The idea that studies of living organisms can provide information about environmental hazards is not new: before the advent of modern safety equipment, miners kept an eye on the health of caged canaries to warn them of dangerous gas build-ups. But as researchers have concentrated on their own favoured techniques, rigorous standardized methods for biological monitoring have been slow to emerge — success stories like the Hong Kong example are still rare.

Enthusiasts for biomonitoring argue that their field is now coming of age, however. They point to the recent development of protocols that can do much more than simply provide general markers of ecosystem health. In many cases, researchers are now combining ecological studies with analytical chemistry to produce information on the effects of pollution on living organisms, the identity of the chemicals involved, and even where they came from. “In the past few years there's been a considerable drive on the part of the main regulatory bodies to integrate biological and chemical monitoring,” says Peter Matthiessen, an ecotoxicologist and director of the UK Natural Environment Research Council's Centre for Ecology and Hydrology in Windermere, Cumbria.

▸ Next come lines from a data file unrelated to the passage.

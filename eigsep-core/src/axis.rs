//! Axis identifiers
//!
//! The mount has exactly two independently driven axes. All per-axis
//! state in the workspace is keyed by [`Axis`] and stored in a
//! [`PerAxis`] container so that an invalid axis can never be indexed.

use core::fmt;
use core::ops::{Index, IndexMut};
use core::str::FromStr;

#[cfg(feature = "serde")]
use serde::{Deserialize, Serialize};

/// One of the two motion channels
#[derive(Debug, Clone, Copy, PartialEq, Eq, Hash, PartialOrd, Ord)]
#[cfg_attr(feature = "defmt", derive(defmt::Format))]
#[cfg_attr(feature = "serde", derive(Serialize, Deserialize))]
#[cfg_attr(feature = "serde", serde(rename_all = "lowercase"))]
pub enum Axis {
    /// Azimuth
    Az,
    /// Altitude (elevation)
    Alt,
}

/// Errors raised at the axis API boundary
#[derive(Debug, Clone, Copy, PartialEq, Eq)]
#[cfg_attr(feature = "defmt", derive(defmt::Format))]
pub enum AxisError {
    /// Identifier does not name an axis
    InvalidAxis,
}

impl fmt::Display for AxisError {
    fn fmt(&self, f: &mut fmt::Formatter<'_>) -> fmt::Result {
        match self {
            AxisError::InvalidAxis => f.write_str("invalid axis, must be `az` or `alt`"),
        }
    }
}

impl core::error::Error for AxisError {}

impl Axis {
    /// Both axes in wire order (az, alt)
    pub const ALL: [Axis; 2] = [Axis::Az, Axis::Alt];

    /// Position of this axis in wire order
    pub const fn index(self) -> usize {
        match self {
            Axis::Az => 0,
            Axis::Alt => 1,
        }
    }

    /// Short lowercase name, as used in configuration files
    pub const fn name(self) -> &'static str {
        match self {
            Axis::Az => "az",
            Axis::Alt => "alt",
        }
    }

    /// The other axis
    pub const fn other(self) -> Axis {
        match self {
            Axis::Az => Axis::Alt,
            Axis::Alt => Axis::Az,
        }
    }
}

impl fmt::Display for Axis {
    fn fmt(&self, f: &mut fmt::Formatter<'_>) -> fmt::Result {
        f.write_str(self.name())
    }
}

impl FromStr for Axis {
    type Err = AxisError;

    fn from_str(s: &str) -> Result<Self, Self::Err> {
        match s {
            "az" | "azimuth" => Ok(Axis::Az),
            // "el" is what the operator-facing tools have always called it
            "alt" | "el" | "altitude" | "elevation" => Ok(Axis::Alt),
            _ => Err(AxisError::InvalidAxis),
        }
    }
}

impl TryFrom<u8> for Axis {
    type Error = AxisError;

    fn try_from(value: u8) -> Result<Self, Self::Error> {
        match value {
            0 => Ok(Axis::Az),
            1 => Ok(Axis::Alt),
            _ => Err(AxisError::InvalidAxis),
        }
    }
}

/// A value stored once per axis
#[derive(Debug, Clone, Copy, PartialEq, Default)]
#[cfg_attr(feature = "defmt", derive(defmt::Format))]
#[cfg_attr(feature = "serde", derive(Serialize, Deserialize))]
pub struct PerAxis<T> {
    pub az: T,
    pub alt: T,
}

impl<T> PerAxis<T> {
    /// Create from explicit values
    pub const fn new(az: T, alt: T) -> Self {
        Self { az, alt }
    }

    /// Build each entry from its axis
    pub fn from_fn(mut f: impl FnMut(Axis) -> T) -> Self {
        Self {
            az: f(Axis::Az),
            alt: f(Axis::Alt),
        }
    }

    /// Map each entry to a new value
    pub fn map<U>(self, mut f: impl FnMut(Axis, T) -> U) -> PerAxis<U> {
        PerAxis {
            az: f(Axis::Az, self.az),
            alt: f(Axis::Alt, self.alt),
        }
    }

    /// Iterate entries in wire order
    pub fn iter(&self) -> impl Iterator<Item = (Axis, &T)> {
        [(Axis::Az, &self.az), (Axis::Alt, &self.alt)].into_iter()
    }
}

impl<T: Copy> PerAxis<T> {
    /// Same value for both axes
    pub const fn splat(value: T) -> Self {
        Self {
            az: value,
            alt: value,
        }
    }
}

impl<T> Index<Axis> for PerAxis<T> {
    type Output = T;

    fn index(&self, axis: Axis) -> &T {
        match axis {
            Axis::Az => &self.az,
            Axis::Alt => &self.alt,
        }
    }
}

impl<T> IndexMut<Axis> for PerAxis<T> {
    fn index_mut(&mut self, axis: Axis) -> &mut T {
        match axis {
            Axis::Az => &mut self.az,
            Axis::Alt => &mut self.alt,
        }
    }
}

/// A subset of {az, alt}
#[derive(Debug, Clone, Copy, PartialEq, Eq, Default)]
#[cfg_attr(feature = "defmt", derive(defmt::Format))]
pub struct AxisSet {
    az: bool,
    alt: bool,
}

impl AxisSet {
    /// No axes
    pub const EMPTY: Self = Self {
        az: false,
        alt: false,
    };

    /// Both axes
    pub const BOTH: Self = Self { az: true, alt: true };

    /// A set containing a single axis
    pub const fn only(axis: Axis) -> Self {
        match axis {
            Axis::Az => Self {
                az: true,
                alt: false,
            },
            Axis::Alt => Self {
                az: false,
                alt: true,
            },
        }
    }

    /// Add an axis to the set
    pub fn insert(&mut self, axis: Axis) {
        match axis {
            Axis::Az => self.az = true,
            Axis::Alt => self.alt = true,
        }
    }

    /// Check membership
    pub const fn contains(&self, axis: Axis) -> bool {
        match axis {
            Axis::Az => self.az,
            Axis::Alt => self.alt,
        }
    }

    /// Check if no axis is selected
    pub const fn is_empty(&self) -> bool {
        !self.az && !self.alt
    }

    /// Iterate the selected axes in wire order
    pub fn iter(self) -> impl Iterator<Item = Axis> {
        Axis::ALL.into_iter().filter(move |a| self.contains(*a))
    }
}

impl From<Axis> for AxisSet {
    fn from(axis: Axis) -> Self {
        AxisSet::only(axis)
    }
}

Biomonitoring has long been the poor relation to the straightforward chemical analysis of water, air and soil. Chemical sensors can provide highly accurate readings of environmental pollution. But in some regards, say the proponents of biomonitoring, this precision is spurious. Instruments can quantify the amount of a pollutant present in the environment. But if a pollutant is not taken up by organisms, it may cause little damage to an ecosystem — and the extent to which it is taken up may depend on a range of factors, including climate and acidity. Also, chemical sampling of the environment can only provide a snapshot of what may be a highly dynamic situation, whereas some organisms preserve a continuous record of the environment throughout their lives.

Community values

In the early years of the last century, two German biologists, Richard Kolkwitz and Maximilian Marsson, realized that some freshwater invertebrates were more sensitive to pollution than others — which means that the community of species found at a particular site says much about its cleanliness. In Britain, this technique is used to monitor 7,000 river sites across the country.